How best to track medical expenses and medical records?
June 24, 2014 8:18 AM   Subscribe

Can you give some advice on how to document/archive medical expenses and medical records? My wife and I are particularly meticulous filers, but I don't think we've found our best practices for the medical stuff. Details inside.

We've got good systems for things like account statements and taxes, etc., but the medical stuff is throwing me a loop. We need both a system to track both records and open billing items.

Generally, everything is scanned and filed on the computer. We don't keep paper long term, other than documentation we'd need originals for.

We have your usual medical and dental plans, though our medical plan is a high deductible plan with an HSA (we also have an FSA). We are trying to leave the money in the HSA so that it can grow, so we need a system that allows us to keep track of our past medical expenses for reimbursement in future years (5, 10, 25 years later, whatever); the FSA, which just covers vision and dental, we draw from as soon as we spend the money.

Meanwhile, the insurance company will send us EOBs that relate to claims for services that we need to keep track of (and often, double check). E.g., an EOB will arrive with an unfamiliar service provider, and we have to confirm it was the nurse who saw me for a clinic visit, or the EOB will say the provider can bill us $211.41, but we received a bill only for $123.21 (or no bill at all) and we want to stay on top of what we could be charged. We use a shared Googledoc for this now, but it's hard to keep current.

As for medical records, rather than billing records, we have your typical lab results, prescriptions, etc.

Do you have recommendations about how best to organize these materials? For instance, I can't tell if it makes more sense to file all of the billing records by year, or by which of us was the patient. For medical records, do I file by year or by complaint? Or broken down by complaint by year?

Not having a great system in place has meant that these records are scattered in a few places, and the Googledoc is out of date, and I'd like to fix that.
posted by Admiral Haddock to Grab Bag (5 answers total) 12 users marked this as a favorite
Microsoft HealthVault -

cakehealth -

There are others out there but the above 2 are the only ones I have experience with.
Google had their own PHR (personal health record) application but they killed it a couple of years ago.
posted by eatcake at 8:28 AM on June 24, 2014

So I'd be inclined to go with one of eatcake's suggestions (or similar), but if you prefer to do this on your own:

For instance, I can't tell if it makes more sense to file all of the billing records by year, or by which of us was the patient.

I think you should sort by both. I'm thinking a GoogleDoc spreadsheet with one tab for each of you, with individual items on each tab organized by date (ascending/descending, whatever floats your boat).
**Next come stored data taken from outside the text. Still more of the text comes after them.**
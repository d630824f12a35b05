//! Decoded, render-ready tiles.
//!
//! The registry maps a [`TileKey`] to the handle produced by a
//! [`TextureUploader`]. Entries are created at most once per key and live
//! until evicted by the optional capacity bound or until [`TextureRegistry::clear`].
//!
//! Uploading happens on the thread that owns the graphics context, so
//! [`TextureRegistry::load_if_present`] is only called from the render thread.
//! Lookups are safe from anywhere.

use std::fmt;
use std::str::FromStr;
use std::sync::Arc;

use image::RgbaImage;
use moka::sync::Cache;
use tracing::{debug, warn};

use super::disk::{CacheError, DiskCache};
use crate::tile::TileKey;

/// What to do with a cached file that fails to decode.
#[derive(Debug, Clone, Copy, PartialEq, Eq, Default)]
pub enum CorruptTilePolicy {
    /// Leave the file in place. The tile stays unavailable until the file is
    /// removed by hand.
    #[default]
    Keep,
    /// Delete the file so the next frame fetches it again.
    Discard,
}

impl FromStr for CorruptTilePolicy {
    type Err = String;

    fn from_str(s: &str) -> Result<Self, Self::Err> {
        match s.trim().to_ascii_lowercase().as_str() {
            "keep" => Ok(Self::Keep),
            "discard" => Ok(Self::Discard),
            other => Err(format!("expected 'keep' or 'discard', got '{}'", other)),
        }
    }
}

impl fmt::Display for CorruptTilePolicy {
    fn fmt(&self, f: &mut fmt::Formatter<'_>) -> fmt::Result {
        match self {
            Self::Keep => write!(f, "keep"),
            Self::Discard => write!(f, "discard"),
        }
    }
}

/// Errors that can occur while turning a cached file into a texture.
#[derive(Debug)]
pub enum TextureError {
    /// The cached file could not be read.
    Read(CacheError),
    /// The bytes are not a decodable image.
    Decode { key: TileKey, reason: String },
    /// The uploader rejected the image.
    Upload { key: TileKey, reason: String },
}

impl fmt::Display for TextureError {
    fn fmt(&self, f: &mut fmt::Formatter<'_>) -> fmt::Result {
        match self {
            TextureError::Read(e) => write!(f, "{}", e),
            TextureError::Decode { key, reason } => {
                write!(f, "Failed to decode tile {}: {}", key, reason)
            }
            TextureError::Upload { key, reason } => {
                write!(f, "Failed to upload tile {}: {}", key, reason)
            }
        }
    }
}

impl std::error::Error for TextureError {
    fn source(&self) -> Option<&(dyn std::error::Error + 'static)> {
        match self {
            TextureError::Read(e) => Some(e),
            _ => None,
        }
    }
}

/// Turns a decoded raster into a handle the renderer can draw.
///
/// Implementations typically wrap a GPU texture upload and must be called
/// on the thread that owns the graphics context.
pub trait TextureUploader {
    /// Render-ready handle stored in the registry.
    type Handle: Send + Sync + 'static;

    /// Uploads one decoded tile.
    fn upload(&self, key: TileKey, image: RgbaImage) -> Result<Self::Handle, TextureError>;
}

/// Uploader that keeps the decoded RGBA raster as the handle.
///
/// Used by headless front ends and tests.
#[derive(Debug, Clone, Copy, Default)]
pub struct RasterUploader;

impl TextureUploader for RasterUploader {
    type Handle = RgbaImage;

    fn upload(&self, _key: TileKey, image: RgbaImage) -> Result<RgbaImage, TextureError> {
        Ok(image)
    }
}

/// A loaded tile.
#[derive(Debug)]
pub struct TextureEntry<H> {
    /// Which tile this is
    pub key: TileKey,
    /// Shared render handle
    pub handle: Arc<H>,
}

impl<H> Clone for TextureEntry<H> {
    fn clone(&self) -> Self {
        Self {
            key: self.key,
            handle: Arc::clone(&self.handle),
        }
    }
}

/// Map from tile key to loaded texture.
pub struct TextureRegistry<H> {
    cache: Cache<TileKey, Arc<H>>,
    capacity: Option<u64>,
    policy: CorruptTilePolicy,
}

impl<H: Send + Sync + 'static> TextureRegistry<H> {
    /// Creates a registry.
    ///
    /// `capacity` bounds the number of entries; `None` keeps every texture
    /// for the life of the registry.
    pub fn new(capacity: Option<u64>, policy: CorruptTilePolicy) -> Self {
        let mut builder = Cache::builder();
        if let Some(max) = capacity {
            builder = builder.max_capacity(max);
        }
        Self {
            cache: builder.build(),
            capacity,
            policy,
        }
    }

    /// Unbounded registry that keeps corrupt files.
    pub fn unbounded() -> Self {
        Self::new(None, CorruptTilePolicy::Keep)
    }

    /// Configured entry bound, if any.
    pub fn capacity(&self) -> Option<u64> {
        self.capacity
    }

    /// Configured corrupt tile policy.
    pub fn policy(&self) -> CorruptTilePolicy {
        self.policy
    }

    /// Returns the texture for `key` if it has been loaded.
    pub fn lookup(&self, key: &TileKey) -> Option<TextureEntry<H>> {
        self.cache.get(key).map(|handle| TextureEntry { key: *key, handle })
    }

    /// Loads `key` from disk if it is not already registered.
    ///
    /// Returns `Ok(None)` when the tile is not on disk. A decode or upload
    /// failure is returned as an error and nothing is registered.
    pub fn load<U>(
        &self,
        key: &TileKey,
        disk: &DiskCache,
        uploader: &U,
    ) -> Result<Option<TextureEntry<H>>, TextureError>
    where
        U: TextureUploader<Handle = H>,
    {
        if let Some(entry) = self.lookup(key) {
            return Ok(Some(entry));
        }
        if !disk.exists(key) {
            return Ok(None);
        }

        let bytes = disk.read(key).map_err(TextureError::Read)?;
        let image = match image::load_from_memory(&bytes) {
            Ok(decoded) => decoded.to_rgba8(),
            Err(e) => {
                self.apply_policy(key, disk);
                return Err(TextureError::Decode {
                    key: *key,
                    reason: e.to_string(),
                });
            }
        };

        let handle = Arc::new(uploader.upload(*key, image)?);
        self.cache.insert(*key, Arc::clone(&handle));
        debug!(tile = %key, "Texture loaded from disk cache");

        Ok(Some(TextureEntry { key: *key, handle }))
    }

    /// Like [`TextureRegistry::load`], but absorbs failures.
    ///
    /// A tile that cannot be loaded is logged and reported as absent.
    pub fn load_if_present<U>(
        &self,
        key: &TileKey,
        disk: &DiskCache,
        uploader: &U,
    ) -> Option<TextureEntry<H>>
    where
        U: TextureUploader<Handle = H>,
    {
        match self.load(key, disk, uploader) {
            Ok(entry) => entry,
            Err(e) => {
                warn!(tile = %key, error = %e, "Tile unavailable");
                None
            }
        }
    }

    fn apply_policy(&self, key: &TileKey, disk: &DiskCache) {
        if self.policy != CorruptTilePolicy::Discard {
            return;
        }
        match disk.remove(key) {
            Ok(_) => debug!(tile = %key, "Discarded corrupt tile"),
            Err(e) => warn!(tile = %key, error = %e, "Failed to discard corrupt tile"),
        }
    }

    /// Number of registered textures.
    pub fn len(&self) -> u64 {
        self.cache.run_pending_tasks();
        self.cache.entry_count()
    }

    /// Returns true if no texture is registered.
    pub fn is_empty(&self) -> bool {
        self.len() == 0
    }

    /// Drops every registered texture.
    pub fn clear(&self) {
        self.cache.invalidate_all();
        self.cache.run_pending_tasks();
    }
}

impl<H> fmt::Debug for TextureRegistry<H> {
    fn fmt(&self, f: &mut fmt::Formatter<'_>) -> fmt::Result {
        f.debug_struct("TextureRegistry")
            .field("entries", &self.cache.entry_count())
            .field("capacity", &self.capacity)
            .field("policy", &self.policy)
            .finish()
    }
}
//! Remote tile source.
//!
//! One fixed server is queried with `GET https://{host}/{z}/{x}/{y}.png`.
//! [`AsyncHttpClient`] abstracts the transport so fetch workers can be driven
//! by a mock in tests.

mod http;
mod types;

pub use http::{AsyncHttpClient, ReqwestClient, DEFAULT_TIMEOUT_SECS};
pub use types::{BodyStream, ProviderError};

/// Default tile server host.
pub const DEFAULT_TILE_HOST: &str = "tile.openstreetmap.org";

#[cfg(test)]
pub use http::tests::MockAsyncHttpClient;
And then two folders (one for each of you) for PDFs of supporting documentation.

For medical records, do I file by year or by complaint? Or broken down by complaint by year?

Both can be helpful in different circumstances, so make both pieces of information readily available. For example, you could have columns in your GoogleDoc spreadsheet for date and complaint, then your PDFs of supporting documentation could be namely thusly: "2014-06-24 PATIENT NAME twisted ankle" or "2013-11-19 PATIENT NAME tonsillectomy"
posted by schroedingersgirl at 8:59 AM on June 24, 2014

My system is: Excel spreadsheets - one sheet for office visits and one for prescriptions. There is one row per billed service by the provider, and I input them chronologically by date of service. Into each row's columns, I gradually input information about the original billed fee, the payment negotiated by the insurer, the payment made by the insurer, and any payment made by me, as that correspondence rolls in. I take notes about correspondence with the medical office/insurers in columns of the spreadsheet. I do have to stay on top of entering new correspondence (EOBs, bills) into the spreadsheet, which is tedious.

At the end of the year, I can easily sum up the column of payments made by me for use in my federal taxes. It's also easy to see when the insurer has been delinquent and misplaced a claim. Since I enter the amount the insurer pays, or negotiates down the initial bill from the medical care provider, I can also do some cost-benefit calculations about my insurance plan.

Additionally, I keep folders of lab tests results organized by complaint (e.g. one folder for a certain surgery, another relating to migraines), and an additional folder for general primary-care lab results (e.g. yearly garden-variety blood analysis) organized by date.
posted by scrambles at 11:34 AM on June 24, 2014 [1 favorite]

I've got to second the idea of rolling your own spreadsheet for this. I had to work through about $100,000 in billed medical expenses from 2012 (pregnancy, birth, RSV, helicopter ride to children's hospital, week in ICU...).

I break it down by Patient then complaint and then provider.
posted by Broken Ankle at 1:32 PM on June 24, 2014

You say you don't keep paper for long, but I keep paper for as long as that specific incident is still open. All the paperwork for the incident gets paperclipped together with a cover sheet stating what is inside the clip, and notes stating who I've spoken to and what I'm expecting next. The clipped files are all in the same folder labeled "open medical". Once it's all paid and settled, then I log it or scan it or whatever.